FIG. 19 is a schematic view showing the atomic arrangement of Si and C in the perfect 4H—SiC crystal. The crystal lattices of semiconductors are not perfect even in the case where they do not contain any impurities, some amount of vacancies and interstitials is always present to maintain the thermodynamic equilibrium. As shown in FIG. 20, the point defects in a compound semiconductor can be classified as follows:
a) a vacancy: in the case where an atom is removed from its site.
b) an interstitial: in the case where an atom occupies a site different from a regular. In the case where an interstitial is of the same species as the host lattice, it is called self-interstitial. Otherwise, it is called interstitial impurity.
c) a Frenkel pair: in the case where a vacancy is located close to a self-interstitial.
d) an antisite: in the case where an atom of one sublattice is placed in the other sublattice.
e) an impurity: a foreign atom.
In addition, associations of the above defects are often possible, i.e. di-vacancy or vacancy-impurity complexes.

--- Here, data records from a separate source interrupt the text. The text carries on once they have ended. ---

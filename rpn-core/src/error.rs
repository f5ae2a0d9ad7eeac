//! Structured evaluation errors
//!
//! Every failure carries a machine-readable code. An error aborts the
//! current expression only; the caller decides whether to keep going.

use crate::NumberError;
use thiserror::Error;

/// Standard error codes (machine-readable)
pub mod codes {
    pub const INSUFFICIENT_OPERANDS: &str = "INSUFFICIENT_OPERANDS";
    pub const TYPE_MISMATCH: &str = "TYPE_MISMATCH";
    pub const UNDEFINED_UNIT: &str = "UNDEFINED_UNIT";
    pub const INCOMPATIBLE_UNITS: &str = "INCOMPATIBLE_UNITS";
    pub const FRACTIONAL_UNIT_EXPONENT: &str = "FRACTIONAL_UNIT_EXPONENT";
    pub const NO_KNOWN_CONVERSION: &str = "NO_KNOWN_CONVERSION";
    pub const NEGATIVE_LIST_DEPTH: &str = "NEGATIVE_LIST_DEPTH";
    pub const NESTED_OPERATOR_LIST: &str = "NESTED_OPERATOR_LIST";
    pub const MISMATCHED_OPERATOR_LIST: &str = "MISMATCHED_OPERATOR_LIST";
    pub const UNCLOSED_LIST: &str = "UNCLOSED_LIST";
    pub const OUT_OF_RANGE_HISTORY_INDEX: &str = "OUT_OF_RANGE_HISTORY_INDEX";
    pub const DIV_ZERO: &str = "DIV_ZERO";
    pub const INTERRUPTED: &str = "INTERRUPTED";
    pub const UNKNOWN_TERM: &str = "UNKNOWN_TERM";
    pub const DOMAIN_ERROR: &str = "DOMAIN_ERROR";
    pub const PARSE_ERROR: &str = "PARSE_ERROR";
    pub const OVERFLOW: &str = "OVERFLOW";
    pub const UNIT_BUILD: &str = "UNIT_BUILD";
    pub const UNITS_UNAVAILABLE: &str = "UNITS_UNAVAILABLE";
    pub const ARTIFACT: &str = "ARTIFACT";
}

/// Name used for a root degree in error messages
fn root_name(degree: &u32) -> String {
    match degree {
        2 => "square".to_string(),
        3 => "cube".to_string(),
        n => format!("{}th", n),
    }
}

fn plural(count: &usize) -> &'static str {
    if *count == 1 { "" } else { "s" }
}

fn suggestion_suffix(suggestions: &[String]) -> String {
    if suggestions.is_empty() {
        String::new()
    } else {
        format!(" (similar: {})", suggestions.join(", "))
    }
}

/// Errors raised while evaluating terms, building units or persisting caches
#[derive(Debug, Clone, PartialEq, Error)]
pub enum RpnError {
    #[error("'{operator}' requires {needed} argument{}", plural(.needed))]
    InsufficientOperands { operator: String, needed: usize },

    #[error("type mismatch: {0}")]
    TypeMismatch(String),

    #[error("undefined unit '{0}'")]
    UndefinedUnit(String),

    #[error("incompatible units: '{left}' and '{right}'")]
    IncompatibleUnits { left: String, right: String },

    #[error("cannot take the {} root of '{unit}'", root_name(.degree))]
    FractionalUnitExponent { unit: String, degree: u32 },

    #[error("no known conversion from '{from}' to '{to}'")]
    NoKnownConversion { from: String, to: String },

    #[error("negative list level (too many ']'s)")]
    NegativeListDepth,

    #[error("nested operator lists are not supported")]
    NestedOperatorList,

    #[error("mismatched operator list ending")]
    MismatchedOperatorList,

    #[error("{n} unclosed list{s}", n = .0, s = plural(.0))]
    UnclosedList(usize),

    #[error("result history index {index} is out of range (1..={available})")]
    OutOfRangeHistoryIndex { index: usize, available: usize },

    #[error("division by zero")]
    DivisionByZero,

    #[error("evaluation interrupted")]
    InterruptedEvaluation,

    #[error("unrecognized term '{term}'{}", suggestion_suffix(.suggestions))]
    UnknownTerm { term: String, suggestions: Vec<String> },

    #[error("domain error: {0}")]
    Domain(String),

    #[error("parse error: {0}")]
    Parse(String),

    #[error("numeric overflow")]
    Overflow,

    #[error("unit table build failed: {0}")]
    UnitBuild(String),

    #[error("unit conversion is unavailable")]
    UnitsUnavailable,

    #[error("artifact error: {0}")]
    Artifact(String),
}

impl RpnError {
    /// Machine-readable code for this error
    pub fn code(&self) -> &'static str {
        match self {
            RpnError::InsufficientOperands { .. } => codes::INSUFFICIENT_OPERANDS,
            RpnError::TypeMismatch(_) => codes::TYPE_MISMATCH,
            RpnError::UndefinedUnit(_) => codes::UNDEFINED_UNIT,
            RpnError::IncompatibleUnits { .. } => codes::INCOMPATIBLE_UNITS,
            RpnError::FractionalUnitExponent { .. } => codes::FRACTIONAL_UNIT_EXPONENT,
            RpnError::NoKnownConversion { .. } => codes::NO_KNOWN_CONVERSION,
            RpnError::NegativeListDepth => codes::NEGATIVE_LIST_DEPTH,
            RpnError::NestedOperatorList => codes::NESTED_OPERATOR_LIST,
            RpnError::MismatchedOperatorList => codes::MISMATCHED_OPERATOR_LIST,
            RpnError::UnclosedList(_) => codes::UNCLOSED_LIST,
            RpnError::OutOfRangeHistoryIndex { .. } => codes::OUT_OF_RANGE_HISTORY_INDEX,
            RpnError::DivisionByZero => codes::DIV_ZERO,
            RpnError::InterruptedEvaluation => codes::INTERRUPTED,
            RpnError::UnknownTerm { .. } => codes::UNKNOWN_TERM,
            RpnError::Domain(_) => codes::DOMAIN_ERROR,
            RpnError::Parse(_) => codes::PARSE_ERROR,
            RpnError::Overflow => codes::OVERFLOW,
            RpnError::UnitBuild(_) => codes::UNIT_BUILD,
            RpnError::UnitsUnavailable => codes::UNITS_UNAVAILABLE,
            RpnError::Artifact(_) => codes::ARTIFACT,
        }
    }

    // ========== Common Error Constructors ==========

    pub fn insufficient_operands(operator: &str, needed: usize) -> Self {
        RpnError::InsufficientOperands { operator: operator.to_string(), needed }
    }

    pub fn type_mismatch(context: impl Into<String>) -> Self {
        RpnError::TypeMismatch(context.into())
    }

    /// Argument of the wrong kind for an operator
    pub fn arg_type(operator: &str, expected: &str, got: &str) -> Self {
        RpnError::TypeMismatch(format!("'{}' expects {}, got {}", operator, expected, got))
    }

    pub fn incompatible_units(left: impl Into<String>, right: impl Into<String>) -> Self {
        RpnError::IncompatibleUnits { left: left.into(), right: right.into() }
    }

    pub fn no_known_conversion(from: impl Into<String>, to: impl Into<String>) -> Self {
        RpnError::NoKnownConversion { from: from.into(), to: to.into() }
    }

    pub fn domain(details: impl Into<String>) -> Self {
        RpnError::Domain(details.into())
    }
}

impl From<NumberError> for RpnError {
    fn from(err: NumberError) -> Self {
        match err {
            NumberError::ParseError(s) => RpnError::Parse(s),
            NumberError::DivisionByZero => RpnError::DivisionByZero,
            NumberError::DomainError(s) => RpnError::Domain(s),
            NumberError::Overflow => RpnError::Overflow,
        }
    }
}

/// An error pinned to the term that raised it
#[derive(Debug, Clone, PartialEq, Error)]
#[error("error in term {index} ('{term}'): {source}")]
pub struct TermError {
    /// 1-based position of the failing term
    pub index: usize,
    pub term: String,
    #[source]
    pub source: RpnError,
}

impl TermError {
    pub fn new(index: usize, term: impl Into<String>, source: RpnError) -> Self {
        Self { index, term: term.into(), source }
    }

    pub fn code(&self) -> &'static str {
        self.source.code()
    }
}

In the case where the periodicity of the monocrystal is perturbed by impurity atoms or crystal defects, discrete energy levels are introduced in the band gap. These levels are divided into shallow and deep levels.
The shallow level centers are usually donor or acceptor impurities. On the other hand, in contrast to shallow levels, deep level defects interact with both the conduction band and valence band and can be very efficient as centers of carrier trapping and recombination. In such a case, these defects are called electrically active and often referred as “traps”. They can influence carrier lifetime significantly even at very low concentrations.
Although SiC layers of excellent quality are available at present, they still contain native intrinsic defects which act as carrier traps and degrade materials characteristics. In particular, an intrinsic defect concentration is increased as a growth rate and a growth temperature are increased. The high thermal stability of SiC makes it usually difficult or impossible to remove these defects by a thermal treatment (anneal out). Since the increased growth rate is necessary for growing thick layers which are cost-effective, it is important to find a way to achieve low defect density in these layers.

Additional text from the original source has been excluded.